◆ Task objective: Copy each line that includes the string "FieldExpiry" from the material into your answer.

BEGIN Available records

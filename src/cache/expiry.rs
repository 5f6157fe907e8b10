//! Expiry Accessor Module
//!
//! How the scheduler reads an expiration timestamp out of a stored value.

use serde_json::Value;

use crate::config::{Config, DEFAULT_EXPIRY_FIELD};
use crate::error::{CleanerError, Result};

// == Expiry ==
/// Reads the expiration timestamp (Unix milliseconds) of a value.
///
/// Any `Fn(&V) -> i64` closure is an `Expiry<V>`.
pub trait Expiry<V>: Send + Sync + 'static {
    fn expires_at(&self, value: &V) -> Result<i64>;
}

impl<V, F> Expiry<V> for F
where
    F: Fn(&V) -> i64 + Send + Sync + 'static,
{
    fn expires_at(&self, value: &V) -> Result<i64> {
        Ok(self(value))
    }
}

// == Max Age ==
/// Values exposing a `maxAge` expiration timestamp.
pub trait MaxAge {
    /// Expiration timestamp in Unix milliseconds.
    fn max_age(&self) -> i64;
}

/// Reads expirations through [`MaxAge`].
#[derive(Debug, Clone, Copy, Default)]
pub struct MaxAgeExpiry;

impl<V: MaxAge> Expiry<V> for MaxAgeExpiry {
    fn expires_at(&self, value: &V) -> Result<i64> {
        Ok(value.max_age())
    }
}

// == Field Expiry ==
/// Reads expirations from a named numeric field of a JSON object.
#[derive(Debug, Clone, PartialEq, Eq)]
pub struct FieldExpiry {
    field: String,
}

impl FieldExpiry {
    pub fn new(field: impl Into<String>) -> Self {
        Self {
            field: field.into(),
        }
    }

    /// Uses the field named in the configuration.
    pub fn from_config(config: &Config) -> Self {
        Self::new(config.expiry_field.clone())
    }

    pub fn field(&self) -> &str {
        &self.field
    }
}

impl Default for FieldExpiry {
    fn default() -> Self {
        Self::new(DEFAULT_EXPIRY_FIELD)
    }
}

impl Expiry<Value> for FieldExpiry {
    fn expires_at(&self, value: &Value) -> Result<i64> {
        let object = value
            .as_object()
            .ok_or_else(|| CleanerError::invalid_expiry(&self.field, "value is not an object"))?;
        let raw = object
            .get(&self.field)
            .ok_or_else(|| CleanerError::invalid_expiry(&self.field, "field is missing"))?;

        if let Some(ms) = raw.as_i64() {
            return Ok(ms);
        }
        match raw.as_f64() {
            // Round up so an entry never expires before its timestamp;
            // u64 values past i64::MAX saturate.
            Some(ms) if ms.is_finite() => Ok(ms.ceil() as i64),
            _ => Err(CleanerError::invalid_expiry(
                &self.field,
                format!("expected a numeric timestamp, found {raw}"),
            )),
        }
    }
}

#[cfg(test)]
mod tests {
    use super::*;
    use serde_json::json;

    struct Session {
        expires: i64,
    }

    impl MaxAge for Session {
        fn max_age(&self) -> i64 {
            self.expires
        }
    }

    #[test]
    fn test_closure_expiry() {
        let expiry = |session: &Session| session.expires;
        assert_eq!(expiry.expires_at(&Session { expires: 7 }), Ok(7));
    }

    #[test]
    fn test_max_age_expiry() {
        assert_eq!(MaxAgeExpiry.expires_at(&Session { expires: 99 }), Ok(99));
    }

    #[test]
    fn test_field_expiry_default_field() {
        let expiry = FieldExpiry::default();
        assert_eq!(expiry.field(), "maxAge");
        assert_eq!(expiry.expires_at(&json!({"maxAge": 1000, "data": "🦄"})), Ok(1000));
    }

    #[test]
    fn test_field_expiry_other_field() {
        let expiry = FieldExpiry::from_config(&Config::with_field("timestamp"));
        assert_eq!(expiry.expires_at(&json!({"timestamp": 1500})), Ok(1500));
    }

    #[test]
    fn test_field_expiry_fraction_rounds_up() {
        let expiry = FieldExpiry::default();
        assert_eq!(expiry.expires_at(&json!({"maxAge": 1500.9})), Ok(1501));
        assert_eq!(expiry.expires_at(&json!({"maxAge": 1500.1})), Ok(1501));
        assert_eq!(expiry.expires_at(&json!({"maxAge": 1500.0})), Ok(1500));
        assert_eq!(expiry.expires_at(&json!({"maxAge": -0.5})), Ok(0));
    }

    #[test]
    fn test_field_expiry_missing_field() {
        let err = FieldExpiry::default()
            .expires_at(&json!({"timestamp": 1}))
            .unwrap_err();
        assert_eq!(err, CleanerError::invalid_expiry("maxAge", "field is missing"));
    }

    #[test]
    fn test_field_expiry_not_numeric() {
        let expiry = FieldExpiry::default();
        assert!(expiry.expires_at(&json!({"maxAge": "soon"})).is_err());
        assert!(expiry.expires_at(&json!({"maxAge": null})).is_err());
        assert!(expiry.expires_at(&json!("maxAge")).is_err());
    }
}
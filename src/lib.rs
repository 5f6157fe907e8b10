//! Map Age Cleaner - self-expiring ordered maps
//!
//! Entries carry their own expiration timestamp and are removed once it
//! passes. A single timer is live per map at any time: it watches the oldest
//! inserted entry, and a sweep walks on to the next one when it fires.

pub mod cache;
pub mod config;
pub mod error;
pub mod tasks;

pub use cache::{
    attach, attach_field, now_ms, CleanerStats, ExpiringMap, Expiry, FieldExpiry, MaxAge,
    MaxAgeExpiry, OrderedMap, OrderedStore, Timestamped,
};
pub use config::{Config, InvalidExpiryPolicy};
pub use error::{CleanerError, Result};
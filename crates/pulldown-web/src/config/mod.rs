//! Configuration loading for the pulldown explorer.
//! Reads pulldown.toml from the current directory or the path in PULLDOWN_CONFIG.
//! Every field has a default, so a missing file or section is not an error.

use anyhow::Context;
use serde::{Deserialize, Serialize};
use std::path::{Path, PathBuf};
use std::time::Duration;

use pulldown_string::{StringDbSettings, STRING_API_URL};

pub const CONFIG_ENV: &str = "PULLDOWN_CONFIG";
pub const DEFAULT_CONFIG_PATH: &str = "pulldown.toml";

#[derive(Debug, Clone, Default, Serialize, Deserialize)]
pub struct Config {
    #[serde(default)]
    pub server: ServerConfig,
    #[serde(default)]
    pub data: DataConfig,
    #[serde(default)]
    pub string_db: StringDbConfig,
    #[serde(default)]
    pub table: TableConfig,
    #[serde(default)]
    pub logging: LoggingConfig,
    /// File the config was read from; `None` when running on defaults.
    #[serde(skip)]
    pub source: Option<PathBuf>,
}

#[derive(Debug, Clone, Serialize, Deserialize)]
pub struct ServerConfig {
    #[serde(default = "default_host")]
    pub host: String,
    #[serde(default = "default_port")]
    pub port: u16,
    #[serde(default = "default_static_dir")]
    pub static_dir: String,
}

fn default_host()       -> String { "127.0.0.1".to_string() }
fn default_port()       -> u16    { 8050 }
fn default_static_dir() -> String { concat!(env!("CARGO_MANIFEST_DIR"), "/static").to_string() }

impl Default for ServerConfig {
    fn default() -> Self {
        Self { host: default_host(), port: default_port(), static_dir: default_static_dir() }
    }
}

#[derive(Debug, Clone, Serialize, Deserialize)]
pub struct DataConfig {
    #[serde(default = "default_data_path")]
    pub path: String,
}

fn default_data_path() -> String { "data/proteomics_lfc.csv.gz".to_string() }

impl Default for DataConfig {
    fn default() -> Self {
        Self { path: default_data_path() }
    }
}

#[derive(Debug, Clone, Serialize, Deserialize)]
pub struct StringDbConfig {
    #[serde(default = "default_api_url")]
    pub api_url: String,
    #[serde(default = "default_species")]
    pub species: u32,
    #[serde(default = "default_network_flavor")]
    pub network_flavor: String,
    #[serde(default = "default_caller_identity")]
    pub caller_identity: String,
    #[serde(default = "default_gene_limit")]
    pub gene_limit: usize,
    #[serde(default = "default_pause_ms")]
    pub pause_ms: u64,
    #[serde(default = "default_timeout_secs")]
    pub timeout_secs: u64,
}

fn default_api_url()         -> String { STRING_API_URL.to_string() }
fn default_species()         -> u32    { 7227 }
fn default_network_flavor()  -> String { "confidence".to_string() }
fn default_caller_identity() -> String { "explodata".to_string() }
fn default_gene_limit()      -> usize  { pulldown_string::GENE_LIMIT }
fn default_pause_ms()        -> u64    { 500 }
fn default_timeout_secs()    -> u64    { 30 }

impl Default for StringDbConfig {
    fn default() -> Self {
        Self {
            api_url: default_api_url(),
            species: default_species(),
            network_flavor: default_network_flavor(),
            caller_identity: default_caller_identity(),
            gene_limit: default_gene_limit(),
            pause_ms: default_pause_ms(),
            timeout_secs: default_timeout_secs(),
        }
    }
}

impl StringDbConfig {
    pub fn settings(&self) -> StringDbSettings {
        StringDbSettings {
            api_url: self.api_url.clone(),
            species: self.species,
            network_flavor: self.network_flavor.clone(),
            caller_identity: self.caller_identity.clone(),
            timeout: Duration::from_secs(self.timeout_secs),
        }
    }

    pub fn pause(&self) -> Duration {
        Duration::from_millis(self.pause_ms)
    }
}

#[derive(Debug, Clone, Serialize, Deserialize)]
pub struct TableConfig {
    #[serde(default = "default_page_size")]
    pub page_size: usize,
}

fn default_page_size() -> usize { 10 }

impl Default for TableConfig {
    fn default() -> Self {
        Self { page_size: default_page_size() }
    }
}

#[derive(Debug, Clone, Serialize, Deserialize)]
pub struct LoggingConfig {
    #[serde(default = "default_log_level")]
    pub level: String,
}

fn default_log_level() -> String { "info".to_string() }

impl Default for LoggingConfig {
    fn default() -> Self {
        Self { level: default_log_level() }
    }
}

mod tests;

impl Config {
    /// Load configuration from pulldown.toml.
    /// Checks PULLDOWN_CONFIG env var first, then the current directory.
    pub fn load() -> anyhow::Result<Self> {
        let path = std::env::var(CONFIG_ENV)
            .unwrap_or_else(|_| DEFAULT_CONFIG_PATH.to_string());
        Self::load_from(path)
    }

    /// Load from an explicit path. A missing file yields the defaults.
    pub fn load_from(path: impl AsRef<Path>) -> anyhow::Result<Self> {
        let path = path.as_ref();
        if !path.exists() {
            return Ok(Self::default());
        }

        let content = std::fs::read_to_string(path)
            .with_context(|| format!("reading {}", path.display()))?;
        let mut config = Self::from_toml(&content)
            .with_context(|| format!("parsing {}", path.display()))?;
        config.source = Some(path.to_path_buf());
        Ok(config)
    }

    pub fn from_toml(content: &str) -> anyhow::Result<Self> {
        let config: Config = toml::from_str(content)?;
        config.validate()?;
        Ok(config)
    }

    fn validate(&self) -> anyhow::Result<()> {
        if self.table.page_size == 0 {
            anyhow::bail!("table.page_size must be at least 1");
        }
        if self.string_db.gene_limit == 0 {
            anyhow::bail!("string_db.gene_limit must be at least 1");
        }
        Ok(())
    }

    /// `host:port` for the listener.
    pub fn bind_address(&self) -> String {
        format!("{}:{}", self.server.host, self.server.port)
    }
}
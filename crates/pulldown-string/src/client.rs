//! STRING-db REST API client.
//! Used for turning a gene list into a link to its interaction network.

use async_trait::async_trait;
use reqwest::{Client, ClientBuilder};
use std::time::Duration;
use tracing::debug;

use crate::error::{LookupError, Result};

pub const STRING_API_URL: &str = "https://version-11-5.string-db.org/api";

const OUTPUT_FORMAT: &str = "tsv-no-header";
const METHOD: &str = "get_link";

/// NCBI taxon id for Drosophila melanogaster.
const DEFAULT_SPECIES: u32 = 7227;

/// Fixed request parameters.
#[derive(Debug, Clone, PartialEq)]
pub struct StringDbSettings {
    pub api_url: String,
    pub species: u32,
    pub network_flavor: String,
    pub caller_identity: String,
    pub timeout: Duration,
}

impl Default for StringDbSettings {
    fn default() -> Self {
        Self {
            api_url: STRING_API_URL.to_string(),
            species: DEFAULT_SPECIES,
            network_flavor: "confidence".to_string(),
            caller_identity: "explodata".to_string(),
            timeout: Duration::from_secs(30),
        }
    }
}

/// Something that can turn a gene list into a network URL.
#[async_trait]
pub trait InteractionNetwork: Send + Sync {
    async fn network_link(&self, genes: &[String]) -> Result<String>;
}

pub struct StringDbClient {
    client: Client,
    settings: StringDbSettings,
}

impl StringDbClient {
    pub fn new(settings: StringDbSettings) -> Result<Self> {
        let client = ClientBuilder::new().timeout(settings.timeout).build()?;
        Ok(Self { client, settings })
    }

    /// `{api}/tsv-no-header/get_link`
    pub fn request_url(&self) -> String {
        format!(
            "{}/{}/{}",
            self.settings.api_url.trim_end_matches('/'),
            OUTPUT_FORMAT,
            METHOD
        )
    }

    /// Form fields for one request. Genes are newline-separated.
    pub fn form(&self, genes: &[String]) -> Vec<(&'static str, String)> {
        vec![
            ("identifiers", genes.join("\n")),
            ("species", self.settings.species.to_string()),
            ("network_flavor", self.settings.network_flavor.clone()),
            ("caller_identity", self.settings.caller_identity.clone()),
        ]
    }
}

#[async_trait]
impl InteractionNetwork for StringDbClient {
    async fn network_link(&self, genes: &[String]) -> Result<String> {
        let url = self.request_url();
        debug!("POST {} with {} genes", url, genes.len());

        let resp = self.client.post(&url).form(&self.form(genes)).send().await?;

        let status = resp.status();
        if !status.is_success() {
            return Err(LookupError::Status(status.as_u16()));
        }

        let body = resp.text().await?;
        let link = body.trim();
        if link.is_empty() {
            return Err(LookupError::EmptyResponse);
        }
        Ok(link.to_string())
    }
}

#[cfg(test)]
mod tests {
    use super::*;
    use pretty_assertions::assert_eq;

    #[test]
    fn test_request_url() {
        let client = StringDbClient::new(StringDbSettings::default()).unwrap();
        assert_eq!(
            client.request_url(),
            "https://version-11-5.string-db.org/api/tsv-no-header/get_link"
        );

        let client = StringDbClient::new(StringDbSettings {
            api_url: "http://localhost:8080/api/".into(),
            ..Default::default()
        })
        .unwrap();
        assert_eq!(client.request_url(), "http://localhost:8080/api/tsv-no-header/get_link");
    }

    #[test]
    fn test_form_fields() {
        let client = StringDbClient::new(StringDbSettings::default()).unwrap();
        let form = client.form(&["piwi".to_string(), "aub".to_string()]);
        assert_eq!(
            form,
            vec![
                ("identifiers", "piwi\naub".to_string()),
                ("species", "7227".to_string()),
                ("network_flavor", "confidence".to_string()),
                ("caller_identity", "explodata".to_string()),
            ]
        );
    }
}
use axum::{
    http::StatusCode,
    response::{IntoResponse, Response},
    Json,
};
use serde_json::json;
use thiserror::Error;

#[derive(Debug, Error)]
pub enum PulldownError {
    #[error("I/O error: {0}")]
    Io(#[from] std::io::Error),

    #[error("CSV error: {0}")]
    Csv(#[from] csv::Error),

    #[error("Missing column in dataset: {0}")]
    MissingColumn(String),

    #[error("Missing identifier in {0:?}")]
    MissingIdentifier(String),

    #[error("Invalid p-value {value:?} for {identifier}")]
    InvalidPValue { identifier: String, value: String },

    #[error("Invalid log-fold-change {value:?} for {identifier}")]
    InvalidLfc { identifier: String, value: String },

    #[error("Unknown tissue: {0}")]
    UnknownTissue(String),
}

pub type Result<T> = std::result::Result<T, PulldownError>;

/// Error returned from JSON handlers. Rendered as `{ "error": "..." }`.
#[derive(Debug, Error)]
pub enum ApiError {
    #[error("{0}")]
    BadRequest(String),

    #[error("{0}")]
    NotFound(String),

    #[error("{0}")]
    Internal(String),
}

impl ApiError {
    pub fn status(&self) -> StatusCode {
        match self {
            ApiError::BadRequest(_) => StatusCode::BAD_REQUEST,
            ApiError::NotFound(_)   => StatusCode::NOT_FOUND,
            ApiError::Internal(_)   => StatusCode::INTERNAL_SERVER_ERROR,
        }
    }
}

impl IntoResponse for ApiError {
    fn into_response(self) -> Response {
        if let ApiError::Internal(ref msg) = self {
            tracing::error!("internal error: {}", msg);
        }
        (self.status(), Json(json!({ "error": self.to_string() }))).into_response()
    }
}

impl From<PulldownError> for ApiError {
    fn from(err: PulldownError) -> Self {
        match err {
            PulldownError::UnknownTissue(t) => ApiError::NotFound(format!("Unknown tissue: {}", t)),
            other => ApiError::Internal(other.to_string()),
        }
    }
}
//! pulldown-filter: Table filtering, sorting and the selection engine.
//!
//! Filter queries use the table's per-column syntax:
//!
//! ```text
//! {Bait} ne Prod && {LFC} > 1 && {Gene} contains "Su(var)"
//! ```

pub mod error;
pub mod grammar;
pub mod sort;
pub mod engine;

pub use error::FilterError;
pub use grammar::{parse_filter, Clause, FilterExpr, Operator, Operand};
pub use sort::{parse_sort, sort_rows, SortDirection, SortKey};
pub use engine::{
    dispatch, visible_rows, visible_genes, summarize, page, Page, RowSource, TableState,
    TableUpdate, Trigger, VisibleSummary,
};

END Available records

◆ Reply to the task:
pub struct FieldExpiry {
impl FieldExpiry {
impl Default for FieldExpiry {
impl Expiry<Value> for FieldExpiry {
        let expiry = FieldExpiry::default();
        let expiry = FieldExpiry::from_config(&Config::with_field("timestamp"));
        let expiry = FieldExpiry::default();
        let err = FieldExpiry::default()
        let expiry = FieldExpiry::default();
    attach, attach_field, now_ms, CleanerStats, ExpiringMap, Expiry, FieldExpiry, MaxAge,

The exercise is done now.